◆ Assignment: Report every line of the records below that contains the word "Deserialize".

◆ Available records:
========================

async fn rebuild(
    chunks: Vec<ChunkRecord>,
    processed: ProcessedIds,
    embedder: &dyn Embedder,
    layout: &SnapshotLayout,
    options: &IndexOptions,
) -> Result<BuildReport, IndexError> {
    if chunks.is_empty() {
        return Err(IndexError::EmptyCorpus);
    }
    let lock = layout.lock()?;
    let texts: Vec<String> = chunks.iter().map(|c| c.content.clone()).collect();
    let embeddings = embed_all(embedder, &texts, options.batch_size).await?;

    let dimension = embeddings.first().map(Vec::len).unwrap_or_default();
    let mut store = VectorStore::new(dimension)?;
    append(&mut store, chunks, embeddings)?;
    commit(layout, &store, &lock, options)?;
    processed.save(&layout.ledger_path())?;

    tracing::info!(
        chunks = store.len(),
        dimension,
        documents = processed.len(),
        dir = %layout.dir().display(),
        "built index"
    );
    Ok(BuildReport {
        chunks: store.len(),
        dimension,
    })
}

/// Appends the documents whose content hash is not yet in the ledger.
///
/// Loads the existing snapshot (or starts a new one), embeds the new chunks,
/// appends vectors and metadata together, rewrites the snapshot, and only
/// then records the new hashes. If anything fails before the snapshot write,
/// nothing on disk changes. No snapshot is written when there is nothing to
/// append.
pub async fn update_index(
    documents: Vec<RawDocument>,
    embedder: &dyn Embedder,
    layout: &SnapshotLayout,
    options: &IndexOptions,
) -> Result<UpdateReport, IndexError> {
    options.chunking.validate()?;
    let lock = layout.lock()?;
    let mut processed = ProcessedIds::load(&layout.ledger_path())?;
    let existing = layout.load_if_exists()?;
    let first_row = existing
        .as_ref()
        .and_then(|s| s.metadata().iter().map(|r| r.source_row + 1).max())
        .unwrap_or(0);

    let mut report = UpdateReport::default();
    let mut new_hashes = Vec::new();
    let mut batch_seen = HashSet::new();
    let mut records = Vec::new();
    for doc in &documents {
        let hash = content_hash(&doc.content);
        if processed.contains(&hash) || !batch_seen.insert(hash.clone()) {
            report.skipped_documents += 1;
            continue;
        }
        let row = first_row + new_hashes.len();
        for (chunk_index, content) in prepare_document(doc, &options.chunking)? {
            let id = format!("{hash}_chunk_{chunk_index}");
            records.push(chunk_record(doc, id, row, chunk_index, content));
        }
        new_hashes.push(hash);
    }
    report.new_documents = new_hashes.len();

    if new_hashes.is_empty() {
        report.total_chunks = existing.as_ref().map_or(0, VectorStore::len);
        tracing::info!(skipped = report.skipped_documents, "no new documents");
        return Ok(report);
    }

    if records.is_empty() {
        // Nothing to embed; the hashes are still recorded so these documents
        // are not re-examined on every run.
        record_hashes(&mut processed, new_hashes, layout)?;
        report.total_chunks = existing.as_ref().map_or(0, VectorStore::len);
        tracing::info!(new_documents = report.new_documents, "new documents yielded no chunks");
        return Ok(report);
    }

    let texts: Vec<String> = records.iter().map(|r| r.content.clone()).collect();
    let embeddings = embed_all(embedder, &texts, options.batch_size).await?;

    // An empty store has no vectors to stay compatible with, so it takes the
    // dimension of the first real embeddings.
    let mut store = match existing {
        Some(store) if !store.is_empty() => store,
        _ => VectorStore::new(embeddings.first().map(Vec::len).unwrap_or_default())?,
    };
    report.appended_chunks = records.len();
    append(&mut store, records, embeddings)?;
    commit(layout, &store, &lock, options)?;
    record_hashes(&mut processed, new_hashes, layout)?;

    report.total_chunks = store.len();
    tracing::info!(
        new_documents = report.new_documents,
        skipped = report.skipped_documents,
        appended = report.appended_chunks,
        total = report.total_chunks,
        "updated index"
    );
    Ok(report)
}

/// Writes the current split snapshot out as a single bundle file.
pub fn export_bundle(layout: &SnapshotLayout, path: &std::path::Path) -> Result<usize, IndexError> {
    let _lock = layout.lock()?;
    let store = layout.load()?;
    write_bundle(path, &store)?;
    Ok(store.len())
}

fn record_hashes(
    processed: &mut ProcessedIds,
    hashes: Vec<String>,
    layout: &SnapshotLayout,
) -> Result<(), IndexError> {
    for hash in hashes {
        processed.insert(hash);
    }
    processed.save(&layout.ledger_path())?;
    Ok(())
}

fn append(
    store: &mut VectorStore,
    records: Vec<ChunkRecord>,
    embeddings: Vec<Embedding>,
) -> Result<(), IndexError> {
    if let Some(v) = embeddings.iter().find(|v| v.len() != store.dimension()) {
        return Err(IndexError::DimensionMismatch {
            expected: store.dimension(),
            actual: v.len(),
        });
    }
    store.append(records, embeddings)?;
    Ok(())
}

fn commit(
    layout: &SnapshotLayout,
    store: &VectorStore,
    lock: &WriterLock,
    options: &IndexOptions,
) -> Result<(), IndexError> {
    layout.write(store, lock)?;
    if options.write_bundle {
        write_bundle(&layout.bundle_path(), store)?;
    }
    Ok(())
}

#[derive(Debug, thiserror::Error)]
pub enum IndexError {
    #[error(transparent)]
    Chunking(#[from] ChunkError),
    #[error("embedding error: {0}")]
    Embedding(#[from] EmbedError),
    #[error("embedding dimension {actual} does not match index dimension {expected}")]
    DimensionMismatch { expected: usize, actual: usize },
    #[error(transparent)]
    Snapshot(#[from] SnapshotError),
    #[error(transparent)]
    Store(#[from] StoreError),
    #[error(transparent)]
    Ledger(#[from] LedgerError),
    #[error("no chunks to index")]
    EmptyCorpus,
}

========================

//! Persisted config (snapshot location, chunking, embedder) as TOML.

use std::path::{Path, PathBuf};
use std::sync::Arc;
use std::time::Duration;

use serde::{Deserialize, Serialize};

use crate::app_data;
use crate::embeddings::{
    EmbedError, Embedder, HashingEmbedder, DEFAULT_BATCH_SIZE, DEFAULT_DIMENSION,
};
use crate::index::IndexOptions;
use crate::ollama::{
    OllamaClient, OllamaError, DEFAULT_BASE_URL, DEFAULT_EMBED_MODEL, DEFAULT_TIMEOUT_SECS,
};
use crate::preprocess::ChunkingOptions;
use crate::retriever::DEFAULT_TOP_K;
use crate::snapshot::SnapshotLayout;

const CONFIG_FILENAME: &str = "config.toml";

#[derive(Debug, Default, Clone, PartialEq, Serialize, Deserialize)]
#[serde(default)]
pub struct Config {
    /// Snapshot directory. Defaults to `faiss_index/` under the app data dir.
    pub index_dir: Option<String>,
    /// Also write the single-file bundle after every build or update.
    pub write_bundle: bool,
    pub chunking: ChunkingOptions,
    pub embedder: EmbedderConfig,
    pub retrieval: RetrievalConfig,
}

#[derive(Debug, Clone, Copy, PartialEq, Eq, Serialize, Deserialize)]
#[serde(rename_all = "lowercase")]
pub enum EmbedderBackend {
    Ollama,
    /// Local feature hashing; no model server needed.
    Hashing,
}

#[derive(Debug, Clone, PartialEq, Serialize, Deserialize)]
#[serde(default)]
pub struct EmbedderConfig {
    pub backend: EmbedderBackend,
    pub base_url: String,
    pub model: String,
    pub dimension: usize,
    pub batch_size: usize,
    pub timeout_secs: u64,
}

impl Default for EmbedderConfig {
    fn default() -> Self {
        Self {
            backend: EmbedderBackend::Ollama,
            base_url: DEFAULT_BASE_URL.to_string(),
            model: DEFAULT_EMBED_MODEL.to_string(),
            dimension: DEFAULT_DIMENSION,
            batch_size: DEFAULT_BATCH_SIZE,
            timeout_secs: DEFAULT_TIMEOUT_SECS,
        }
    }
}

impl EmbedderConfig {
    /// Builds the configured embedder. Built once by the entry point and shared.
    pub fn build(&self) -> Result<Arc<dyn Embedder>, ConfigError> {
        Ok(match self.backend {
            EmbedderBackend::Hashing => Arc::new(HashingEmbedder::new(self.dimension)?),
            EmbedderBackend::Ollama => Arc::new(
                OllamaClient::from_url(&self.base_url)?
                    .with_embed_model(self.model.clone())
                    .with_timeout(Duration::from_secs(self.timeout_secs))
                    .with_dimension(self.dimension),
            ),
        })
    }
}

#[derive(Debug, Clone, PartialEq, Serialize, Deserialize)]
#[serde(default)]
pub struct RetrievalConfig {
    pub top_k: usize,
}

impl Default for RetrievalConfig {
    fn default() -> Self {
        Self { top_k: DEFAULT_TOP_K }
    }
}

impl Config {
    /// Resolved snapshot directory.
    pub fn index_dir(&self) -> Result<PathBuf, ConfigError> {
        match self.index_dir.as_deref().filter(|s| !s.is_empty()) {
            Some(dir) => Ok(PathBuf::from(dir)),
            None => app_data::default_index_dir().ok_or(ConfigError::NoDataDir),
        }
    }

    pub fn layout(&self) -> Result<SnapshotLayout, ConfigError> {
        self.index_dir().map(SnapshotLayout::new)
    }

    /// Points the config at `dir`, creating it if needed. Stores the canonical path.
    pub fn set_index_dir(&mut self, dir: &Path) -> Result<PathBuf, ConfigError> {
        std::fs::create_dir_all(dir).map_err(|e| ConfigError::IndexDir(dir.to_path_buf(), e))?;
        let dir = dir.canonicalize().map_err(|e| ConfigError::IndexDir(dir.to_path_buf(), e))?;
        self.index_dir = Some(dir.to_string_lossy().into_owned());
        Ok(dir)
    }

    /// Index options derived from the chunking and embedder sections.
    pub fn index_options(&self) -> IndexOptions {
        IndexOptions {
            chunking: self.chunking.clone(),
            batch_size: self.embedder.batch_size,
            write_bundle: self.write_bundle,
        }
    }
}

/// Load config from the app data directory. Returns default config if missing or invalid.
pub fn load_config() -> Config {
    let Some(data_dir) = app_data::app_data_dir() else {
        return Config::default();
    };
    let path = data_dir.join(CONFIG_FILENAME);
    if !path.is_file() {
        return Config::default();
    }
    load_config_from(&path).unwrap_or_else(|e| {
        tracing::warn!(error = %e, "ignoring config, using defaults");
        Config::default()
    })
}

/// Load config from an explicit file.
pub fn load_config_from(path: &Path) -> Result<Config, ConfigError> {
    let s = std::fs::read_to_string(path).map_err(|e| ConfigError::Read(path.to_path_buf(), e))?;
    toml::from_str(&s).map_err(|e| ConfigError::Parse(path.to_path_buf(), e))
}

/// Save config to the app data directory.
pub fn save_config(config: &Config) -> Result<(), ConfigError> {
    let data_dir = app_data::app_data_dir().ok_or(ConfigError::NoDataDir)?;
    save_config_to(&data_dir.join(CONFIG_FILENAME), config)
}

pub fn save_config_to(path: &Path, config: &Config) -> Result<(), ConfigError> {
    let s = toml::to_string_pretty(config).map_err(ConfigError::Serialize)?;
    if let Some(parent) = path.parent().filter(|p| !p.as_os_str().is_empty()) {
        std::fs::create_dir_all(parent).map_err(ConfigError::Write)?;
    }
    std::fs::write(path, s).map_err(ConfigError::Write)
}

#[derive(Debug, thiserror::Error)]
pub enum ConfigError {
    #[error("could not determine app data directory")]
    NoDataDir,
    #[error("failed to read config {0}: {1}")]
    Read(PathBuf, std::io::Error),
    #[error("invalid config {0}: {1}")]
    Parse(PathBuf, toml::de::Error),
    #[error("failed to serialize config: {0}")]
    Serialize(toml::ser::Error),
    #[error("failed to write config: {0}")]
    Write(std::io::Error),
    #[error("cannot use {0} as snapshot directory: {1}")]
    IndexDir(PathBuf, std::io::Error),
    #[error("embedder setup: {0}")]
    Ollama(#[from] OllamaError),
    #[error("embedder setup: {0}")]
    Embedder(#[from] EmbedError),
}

========================

◆ Task solution:
use serde::{Deserialize, Serialize};
#[derive(Debug, Default, Clone, PartialEq, Serialize, Deserialize)]
#[derive(Debug, Clone, Copy, PartialEq, Eq, Serialize, Deserialize)]
#[derive(Debug, Clone, PartialEq, Serialize, Deserialize)]
#[derive(Debug, Clone, PartialEq, Serialize, Deserialize)]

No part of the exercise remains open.